How do I fix this query? - mysql

I'm writing an application where people ask questions, and get answers in the form of a survey. Each question has 2 options, plus a default option(s). When a person answers the question, they can choose from either the 2 options set by the asker, or the default option(s) chosen by me. For instance, if the question is Vanilla vs. Chocolate, options will be Vanilla, Chocolate, and Neither. I want to be able to tabulate the percentage of options chosen for a question, i.e., 25% say chocolate, 30% say vanilla, 45% say neither.
I'll start by showing the table structure and the query I'm running.
These are the tables involved (Note: these are not the full table structures):
--questions--
id
user_id
topic
description
--options--
id
text
default (bool)
--questions_options--
question_id
option_id
--answers--
id
question_id
user_id
option_id
Here is the query:
SELECT
options.id AS option_id, options.text, options.default,
ROUND(
IFNULL(
(COUNT(answers.option_id) * 100)
/
(SELECT COUNT(answers.option_id) FROM answers WHERE question_id = QUESTION_ID)
, 0)
, 2) AS percentage
FROM options
LEFT JOIN questions_options ON questions_options.option_id = options.id
LEFT JOIN answers ON answers.option_id = options.id
WHERE questions_options.question_id = QUESTION_ID
OR options.default = '1'
GROUP BY options.id
ORDER BY percentage DESC, option_id ASC
Where QUESTION_ID is an integer constant.
The problem is the query is not limiting answers to only those given for a particular question, and because the options are many to many with questions, I'm getting results like 600% for vanilla (if multiple questions use vanilla as an option). In cases where the options are unique to ONE question, then the percentages make sense, except for the default options, which are present for all questions. I tried putting WHERE answers.question_id = QUESTION_ID in there, but it did not work.
Any solutions?
Thanks

You're doing the joins in the wrong direction - you're looking at options first, even though you have specifically stated you want things tabulated by question.
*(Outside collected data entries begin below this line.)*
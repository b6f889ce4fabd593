//! LIFO memory-block stack.

use crate::stats::StackStats;
use serde::Serialize;
use std::fmt;
use tracing::debug;

/// Identifier of an allocated memory block.
#[derive(Debug, Clone, Copy, PartialEq, Eq, PartialOrd, Ord, Hash, Serialize)]
pub struct BlockId(pub u64);

impl BlockId {
    /// Create a new block ID.
    pub fn new(id: u64) -> Self {
        Self(id)
    }
}

impl fmt::Display for BlockId {
    fn fmt(&self, f: &mut fmt::Formatter<'_>) -> fmt::Result {
        write!(f, "Block({})", self.0)
    }
}

/// An allocated block on the stack.
#[derive(Debug, Clone, PartialEq, Eq, Serialize)]
pub struct MemoryBlock {
    id: BlockId,
}

impl MemoryBlock {
    /// Get the block ID.
    pub fn id(&self) -> BlockId {
        self.id
    }
}

/// Stack of memory blocks.
///
/// Ids start at 1 and increase by one per push. They are never reused,
/// even after the block that carried them is popped.
#[derive(Debug)]
pub struct MemoryStack {
    /// Live blocks, top of stack last
    blocks: Vec<MemoryBlock>,
    /// Last id handed out (0 = none yet)
    last_id: u64,
    stats: StackStats,
}

impl MemoryStack {
    /// Create an empty stack.
    pub fn new() -> Self {
        Self {
            blocks: Vec::new(),
            last_id: 0,
            stats: StackStats::new(),
        }
    }

    /// Allocate a new block on top of the stack.
    pub fn push(&mut self) -> BlockId {
        self.last_id += 1;
        let id = BlockId::new(self.last_id);
        self.blocks.push(MemoryBlock { id });
        self.stats.record_push(self.blocks.len());

        debug!(block = %id, depth = self.blocks.len(), "Allocated memory block");
        id
    }

    /// Release the most recently allocated block.
    pub fn pop(&mut self) -> Option<BlockId> {
        let block = self.blocks.pop()?;
        self.stats.record_pop();

        debug!(block = %block.id, depth = self.blocks.len(), "Released memory block");
        Some(block.id)
    }

    /// All live block ids, top to bottom.
    pub fn peek_all(&self) -> Vec<BlockId> {
        self.blocks.iter().rev().map(MemoryBlock::id).collect()
    }

    /// The block that the next `pop` would release.
    pub fn top(&self) -> Option<BlockId> {
        self.blocks.last().map(MemoryBlock::id)
    }

    /// Number of live blocks.
    pub fn len(&self) -> usize {
        self.blocks.len()
    }

    /// Check if no blocks are allocated.
    pub fn is_empty(&self) -> bool {
        self.blocks.is_empty()
    }

    /// Get lifetime counters.
    pub fn stats(&self) -> &StackStats {
        &self.stats
    }
}

impl Default for MemoryStack {
    fn default() -> Self {
        Self::new()
    }
}
//! procman Memory Blocks
//!
//! A LIFO allocator of opaque memory-block tokens. Each stack hands out
//! strictly increasing block ids and releases them in reverse order.

mod stack;
mod stats;

pub use stack::{BlockId, MemoryBlock, MemoryStack};
pub use stats::StackStats;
This means that you're getting results for all options, regardless of whether or not they even relate to your question...
Oh, and I'm assuming that answer_id is mapped to question_id, or you're not going to be able to get any meaningful results (that is - answers are not otherwise mapped to questions...)
Try this query instead:
SELECT b.id, b.text, b.default, (SELECT IFNULL(
ROUND((COUNT(c.id) * 100) /
(SELECT COUNT(d.id)
FROM answers as d
WHERE d.answer_id = a.question_id)
, 2)
, 0)
FROM answers as c
WHERE c.answer_id = a.question_id
AND c.option_id = a.option_id) as percentage
FROM questions_options as a
JOIN options as b
ON b.id = a.option_id
WHERE a.question_id = QUESTION_ID
ORDER BY percentage DESC, a.option_id ASC
Please note that I don't have a copy of MySQL to run this against, and I would normally implement with CTEs (which I have been informed are not supported for MySQL).
EDIT:
In light of the fact that 'default' options may not be mapped through the questions_options table, try this:
SELECT a.id, a.text, a.default, IFNULL(
ROUND((b.answerCount * 100) /
(SELECT COUNT(c.id)
FROM answers as c
WHERE c.answer_id = QUESTION_ID)
, 2)
, 0)
FROM options as a
LEFT JOIN (SELECT c.option_id, count(c.id) as answerCount
FROM answers as c
WHERE c.question_id = QUESTION_ID
GROUP BY c.option_id) as b
ON b.option_id = a.id
Please note that you will still get "meaningless" '0' results for every 'default' answer that was not presented to survey respondents - and no way to distinguish these from any actual '0' results results for 'default' answers that were presented to respondents. You are likely to be far better off placing the so called 'default' options in the questions_options table - as it is, you have no way to determine all the options that were presented to respondents (just which ones you have answers to, which is quite different); this may be a huge business-accountability issue for your company. In addition, some 'default' options may not make sense in context - "Do you prefer your tea hot or cold", "Yes".

Issues that I can see:
You GROUP BY options.id which means you are getting random values for options.text and options.default. This may or may not change your results depending on the structure of your data. If there are multiple rows per id then it will be inaccurate or misleading data.
You have a WHERE clause for your divisor but not your dividend in the percentage calculation - this means you will never have a lower count for the dividend. Try putting a WHERE question_id = QUESTION_ID to the first COUNT statement.

Related

Show only results from table where a certain combination of variables is not present in other table?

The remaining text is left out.